*Most of this post was written last Sunday. It still holds true 3 days later, so I'll go with it.
How happy are you, on a scale of 1 to 10?
Given my last post on PTSD, if I told you I was at a 7, you might think I was either over the trauma, or in denial. I don’t think either is the case.
A friend who went through cancer a few years ago said after a near-death experience, we eventually all eventually lose the sense of impending demise and go on with our lives because humans aren’t built to live with the keen awareness of our mortality. And yet, even after a life-affirming first year post-cancer, that hasn’t been the case for me.
When the cancer stayed away for a decade, and then fifteen years, I was lulled into the thought that it was probably gone for good, especially after my oncologist told me I was cured. … despite the fact the kind I’ve had always returns.
So then when it did finally recur, I became spooked. Gun-shy. It’s hard now to forget the inevitability of recurrence and the toll it takes.
The whole experience and the trauma around it raises the question, Can a person with a terminal diagnosis live with the constant acknowledgement of their condition and still be “happy?”

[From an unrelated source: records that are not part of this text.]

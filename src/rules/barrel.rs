//! Attribute-bearing associations.
//!
//! Only an association managing a correspondence table (every link "many"
//! on both ends, at least two links) may carry attributes. Independently, a
//! `1,1` association-side cardinality is always forbidden on such an
//! association. Both violations are reported when both apply.

use std::collections::HashSet;

use super::{Diagnostic, Target};
use crate::model::{AssociationLink, Cardinality, Model};

pub(super) fn check(model: &Model, out: &mut Vec<Diagnostic>) {
    let mut seen = HashSet::new();
    for association in &model.associations {
        let name = association.name.trim();
        if name.is_empty() || !seen.insert(name) || !association.has_attributes() {
            continue;
        }
        let links: Vec<&AssociationLink> = model.links_of(name).collect();

        if !is_correspondence_table(&links) {
            out.push(
                Diagnostic::error(
                    "attributes-require-correspondence-table",
                    format!(
                        "association '{}' carries attributes but is not a correspondence table \
                         (needs at least two links, each 0,n or 1,n on both sides)",
                        name
                    ),
                )
                .on(Target::association(name)),
            );
        }

        if links.iter().any(|l| l.card_assoc.is(Cardinality::OneOne)) {
            out.push(
                Diagnostic::error(
                    "attributes-forbid-one-one",
                    format!(
                        "association '{}' carries attributes, so no link may have \
                         a 1,1 association-side cardinality",
                        name
                    ),
                )
                .on(Target::association(name)),
            );
        }
    }
}

pub fn is_correspondence_table(links: &[&AssociationLink]) -> bool {
    let many = |card: Option<Cardinality>| card.is_some_and(Cardinality::is_many);
    links.len() >= 2
        && links
            .iter()
            .all(|l| many(l.card_entity.known()) && many(l.card_assoc.known()))
}

#[cfg(test)]
mod tests {
    use super::super::tests::{client_produit, codes};
    use super::super::validate;
    use super::*;
    use crate::model::Attribute;

    fn with_attribute(cards: [&str; 2]) -> Model {
        let mut model = client_produit();
        model.associations[0]
            .attributes
            .push(Attribute::new("quantite", "INT"));
        model.association_links = vec![
            AssociationLink::new("Achete", "Client", cards[0]),
            AssociationLink::new("Achete", "Produit", cards[1]),
        ];
        model
    }

    fn run(model: &Model) -> Vec<Diagnostic> {
        let mut out = Vec::new();
        check(model, &mut out);
        out
    }

    #[test]
    fn test_many_many_with_attributes_is_legal() {
        assert!(run(&with_attribute(["1,n", "0,n"])).is_empty());
    }

    #[test]
    fn test_dual_report_on_one_one() {
        let out = run(&with_attribute(["1,1", "1,1"]));
        assert_eq!(
            codes(&out),
            vec!["attributes-require-correspondence-table", "attributes-forbid-one-one"]
        );
        assert!(out.iter().all(|d| d.target == Some(Target::association("Achete"))));
    }

    #[test]
    fn test_dual_report_survives_full_validation() {
        let diagnostics = validate(&with_attribute(["1,1", "1,1"]));
        let codes = codes(&diagnostics);
        assert!(codes.contains(&"attributes-require-correspondence-table"));
        assert!(codes.contains(&"attributes-forbid-one-one"));
    }

    #[test]
    fn test_one_many_with_attributes_single_report() {
        let out = run(&with_attribute(["0,1", "0,n"]));
        assert_eq!(codes(&out), vec!["attributes-require-correspondence-table"]);
    }

    #[test]
    fn test_entity_side_one_breaks_correspondence() {
        let mut model = with_attribute(["0,n", "0,n"]);
        model.association_links[0] = AssociationLink::with_sides("Achete", "Client", "1,1", "0,n");
        let out = run(&model);
        assert_eq!(codes(&out), vec!["attributes-require-correspondence-table"]);
    }

    #[test]
    fn test_single_link_is_not_correspondence() {
        let mut model = with_attribute(["0,n", "0,n"]);
        model.association_links.pop();
        let out = run(&model);
        assert_eq!(codes(&out), vec!["attributes-require-correspondence-table"]);
    }

    #[test]
    fn test_association_without_attributes_ignored() {
        let model = client_produit();
        assert!(run(&model).is_empty());
    }
}
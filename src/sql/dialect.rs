//! Target SQL dialects and identifier rules.

use std::fmt;
use std::str::FromStr;

use crate::error::ConfigError;

/// SQL dialect variants.
#[derive(Debug, Clone, Copy, Default, PartialEq, Eq, Hash)]
pub enum Dialect {
    /// MySQL and MariaDB
    MySql,
    #[default]
    PostgreSql,
    Sqlite,
    Oracle,
    /// Microsoft SQL Server (T-SQL)
    SqlServer,
}

/// Words quoted in every dialect.
const RESERVED: &[&str] = &[
    "all", "alter", "and", "as", "asc", "between", "by", "case", "check", "column", "constraint",
    "create", "default", "delete", "desc", "distinct", "drop", "else", "end", "exists", "foreign",
    "from", "grant", "group", "having", "in", "index", "insert", "into", "is", "join", "key",
    "like", "limit", "not", "null", "on", "or", "order", "primary", "references", "revoke",
    "select", "table", "then", "to", "trigger", "union", "unique", "update", "user", "values",
    "view", "when", "where",
];

const RESERVED_MYSQL: &[&str] = &["interval", "keys", "range", "rank", "read", "usage", "write"];
const RESERVED_ORACLE: &[&str] = &[
    "access", "comment", "date", "file", "level", "mode", "number", "session", "size", "uid",
];
const RESERVED_SQLSERVER: &[&str] = &["file", "identity", "plan", "public", "rule", "schema"];

impl Dialect {
    pub const ALL: [Dialect; 5] = [
        Dialect::MySql,
        Dialect::PostgreSql,
        Dialect::Sqlite,
        Dialect::Oracle,
        Dialect::SqlServer,
    ];

    /// Canonical configuration name.
    pub fn name(self) -> &'static str {
        match self {
            Self::MySql => "mysql",
            Self::PostgreSql => "postgresql",
            Self::Sqlite => "sqlite",
            Self::Oracle => "oracle",
            Self::SqlServer => "sqlserver",
        }
    }

    /// Human-readable name, used in script headers.
    pub fn label(self) -> &'static str {
        match self {
            Self::MySql => "MySQL",
            Self::PostgreSql => "PostgreSQL",
            Self::Sqlite => "SQLite",
            Self::Oracle => "Oracle",
            Self::SqlServer => "SQL Server",
        }
    }

    pub fn max_identifier_length(self) -> Option<usize> {
        match self {
            Self::MySql => Some(64),
            Self::PostgreSql => Some(63),
            Self::Sqlite => None,
            Self::Oracle => Some(30),
            Self::SqlServer => Some(128),
        }
    }

    /// PostgreSQL and Oracle count the limit in bytes, the others in
    /// characters.
    fn limit_in_bytes(self) -> bool {
        matches!(self, Self::PostgreSql | Self::Oracle)
    }

    /// Oracle takes ASCII only; the others accept any Unicode letter or digit.
    pub fn is_identifier_char(self, c: char) -> bool {
        if c == '_' {
            return true;
        }
        match self {
            Self::Oracle => c.is_ascii_alphanumeric() || matches!(c, '$' | '#'),
            Self::MySql => c.is_alphanumeric() || c == '$',
            Self::PostgreSql | Self::Sqlite => c.is_alphanumeric(),
            Self::SqlServer => c.is_alphanumeric() || matches!(c, '$' | '#' | '@'),
        }
    }

    /// Whether an unquoted identifier may begin with `c`. Digits, `$`, and
    /// the T-SQL `#`/`@` prefixes never may; Oracle also refuses `_`.
    pub fn is_identifier_start(self, c: char) -> bool {
        match self {
            Self::Oracle => c.is_ascii_alphabetic(),
            _ => c.is_alphabetic() || c == '_',
        }
    }

    /// PostgreSQL keeps identifiers as written; the others are lowercased.
    pub fn folds_case(self) -> bool {
        !matches!(self, Self::PostgreSql)
    }

    pub fn is_reserved(self, ident: &str) -> bool {
        let lower = ident.to_lowercase();
        let extra: &[&str] = match self {
            Self::MySql => RESERVED_MYSQL,
            Self::Oracle => RESERVED_ORACLE,
            Self::SqlServer => RESERVED_SQLSERVER,
            Self::PostgreSql | Self::Sqlite => &[],
        };
        RESERVED.contains(&lower.as_str()) || extra.contains(&lower.as_str())
    }

    pub fn quote(self, ident: &str) -> String {
        match self {
            Self::MySql => format!("`{}`", ident),
            Self::PostgreSql => format!("\"{}\"", ident),
            Self::Sqlite | Self::SqlServer => format!("[{}]", ident),
            Self::Oracle => format!("\"{}\"", ident.to_uppercase()),
        }
    }

    /// Replace disallowed characters with `_`, fold case, prefix names that
    /// cannot start an identifier and truncate to the dialect's limit.
    /// Never quotes.
    pub fn normalize_identifier(self, name: &str) -> String {
        let mut ident: String = name
            .trim()
            .chars()
            .map(|c| if self.is_identifier_char(c) { c } else { '_' })
            .collect();
        if self.folds_case() {
            ident = ident.to_lowercase();
        }
        if ident.is_empty() {
            ident.push('_');
        }
        if !ident.chars().next().is_some_and(|c| self.is_identifier_start(c)) {
            let prefix = if self == Self::Oracle { "t_" } else { "_" };
            ident.insert_str(0, prefix);
        }
        self.fit(&ident, "")
    }

    /// `base` cut short enough that `base + suffix` fits the length limit.
    pub fn fit(self, base: &str, suffix: &str) -> String {
        let Some(max) = self.max_identifier_length() else {
            return format!("{}{}", base, suffix);
        };
        let room = max.saturating_sub(suffix.len());
        let mut end = 0;
        for (count, (at, c)) in base.char_indices().enumerate() {
            let used = if self.limit_in_bytes() { at + c.len_utf8() } else { count + 1 };
            if used > room {
                break;
            }
            end = at + c.len_utf8();
        }
        format!("{}{}", &base[..end], suffix)
    }

    /// [`normalize_identifier`](Self::normalize_identifier), then quote
    /// reserved words.
    pub fn sanitize_identifier(self, name: &str) -> String {
        let ident = self.normalize_identifier(name);
        if self.is_reserved(&ident) {
            self.quote(&ident)
        } else {
            ident
        }
    }
}

impl FromStr for Dialect {
    type Err = ConfigError;

    fn from_str(s: &str) -> Result<Self, Self::Err> {
        match s.trim().to_lowercase().as_str() {
            "mysql" | "mariadb" => Ok(Self::MySql),
            "postgres" | "postgresql" | "pg" => Ok(Self::PostgreSql),
            "sqlite" | "sqlite3" => Ok(Self::Sqlite),
            "oracle" => Ok(Self::Oracle),
            "sqlserver" | "sql server" | "mssql" | "tsql" => Ok(Self::SqlServer),
            _ => Err(ConfigError::UnsupportedDialect(s.to_string())),
        }
    }
}

impl fmt::Display for Dialect {
    fn fmt(&self, f: &mut fmt::Formatter<'_>) -> fmt::Result {
        f.write_str(self.name())
    }
}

I’m beginning to see signs of hope that it may be possible. It just requires resetting my baseline.
If I wake up every morning and answer the happiness question with “Statistically, I’ll be getting some kind of neurological symptom any day now that will signal the Return of the Big C,” the number on the happiness scale’s going to hover somewhere below a 3.

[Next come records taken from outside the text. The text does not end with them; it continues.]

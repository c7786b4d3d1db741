//! Logical data model (MLD): relational tables produced by the transformer.

use serde::Serialize;

#[derive(Debug, Clone, Default, PartialEq, Serialize)]
pub struct LogicalSchema {
    pub tables: Vec<Table>,
    pub foreign_keys: Vec<ForeignKey>,
    #[serde(skip_serializing_if = "Vec::is_empty")]
    pub indexes: Vec<Index>,
    /// Degradations recorded while transforming: skipped associations,
    /// n-ary fallbacks, unknown cardinalities, merged tables.
    #[serde(skip_serializing_if = "Vec::is_empty")]
    pub notes: Vec<String>,
}

/// What a table was built from.
#[derive(Debug, Clone, PartialEq, Eq, Serialize)]
#[serde(tag = "kind", content = "name", rename_all = "snake_case")]
pub enum TableOrigin {
    Entity(String),
    Association(String),
}

#[derive(Debug, Clone, PartialEq, Serialize)]
pub struct Table {
    pub name: String,
    pub columns: Vec<Column>,
    pub origin: TableOrigin,
}

#[derive(Debug, Clone, Default, PartialEq, Serialize)]
pub struct Column {
    pub name: String,
    #[serde(rename = "type")]
    pub data_type: String,
    pub is_primary_key: bool,
    pub is_foreign_key: bool,
    /// `(table, column)` this column points at.
    #[serde(skip_serializing_if = "Option::is_none")]
    pub references: Option<(String, String)>,
    pub nullable: bool,
    pub is_unique: bool,
    pub auto_increment: bool,
    #[serde(skip_serializing_if = "Option::is_none")]
    pub default_value: Option<String>,
    #[serde(skip_serializing_if = "Option::is_none")]
    pub comment: Option<String>,
}

#[derive(Debug, Clone, PartialEq, Eq, Serialize)]
pub struct ForeignKey {
    /// Constraint name; columns of a composite key share it.
    pub name: String,
    pub from_table: String,
    pub from_column: String,
    pub to_table: String,
    pub to_column: String,
    #[serde(skip_serializing_if = "Option::is_none")]
    pub on_delete: Option<ReferentialAction>,
}

#[derive(Debug, Clone, Copy, PartialEq, Eq, Serialize)]
#[serde(rename_all = "SCREAMING_SNAKE_CASE")]
pub enum ReferentialAction {
    Cascade,
    SetNull,
}

impl ReferentialAction {
    pub fn as_sql(self) -> &'static str {
        match self {
            Self::Cascade => "CASCADE",
            Self::SetNull => "SET NULL",
        }
    }
}

#[derive(Debug, Clone, PartialEq, Eq, Serialize)]
pub struct Index {
    pub name: String,
    pub table: String,
    pub columns: Vec<String>,
    pub unique: bool,
}

impl Column {
    pub fn new(name: impl Into<String>, data_type: impl Into<String>) -> Self {
        Self {
            name: name.into(),
            data_type: data_type.into(),
            nullable: true,
            ..Default::default()
        }
    }
}

impl Table {
    pub fn new(name: impl Into<String>, origin: TableOrigin) -> Self {
        Self {
            name: name.into(),
            columns: Vec::new(),
            origin,
        }
    }

    pub fn column(&self, name: &str) -> Option<&Column> {
        self.columns.iter().find(|c| c.name == name)
    }

    pub fn has_column(&self, name: &str) -> bool {
        self.column(name).is_some()
    }

    pub fn primary_key(&self) -> impl Iterator<Item = &Column> {
        self.columns.iter().filter(|c| c.is_primary_key)
    }
}

impl LogicalSchema {
    pub fn table(&self, name: &str) -> Option<&Table> {
        self.tables.iter().find(|t| t.name == name)
    }

    pub fn foreign_keys_of<'a>(
        &'a self,
        table: &'a str,
    ) -> impl Iterator<Item = &'a ForeignKey> + 'a {
        self.foreign_keys.iter().filter(move |fk| fk.from_table == table)
    }

    pub fn to_json(&self) -> Result<String, serde_json::Error> {
        serde_json::to_string_pretty(self)
    }
}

If I can wake up most mornings and answer the happiness question with “I realize and accept that my situation is less than ideal, and may not change for the better unless they find a cure. Given that fact… well, I had a good sleep, it’s a beautiful day and my family is healthy, so let’s say a 7 out of 10 on the happy scale.”
Trauma is definitely still a factor in my daily life. And as I told my brother a few days ago, I’m walking on the knife’s edge of depression. But given that… well, we got chocolate pastries on sale, it was a great day for a run, and my brother and I had a long conversation that included planning a backpack trip in the Rockies in July.
Given all that, I'll raise my 7 to an 8.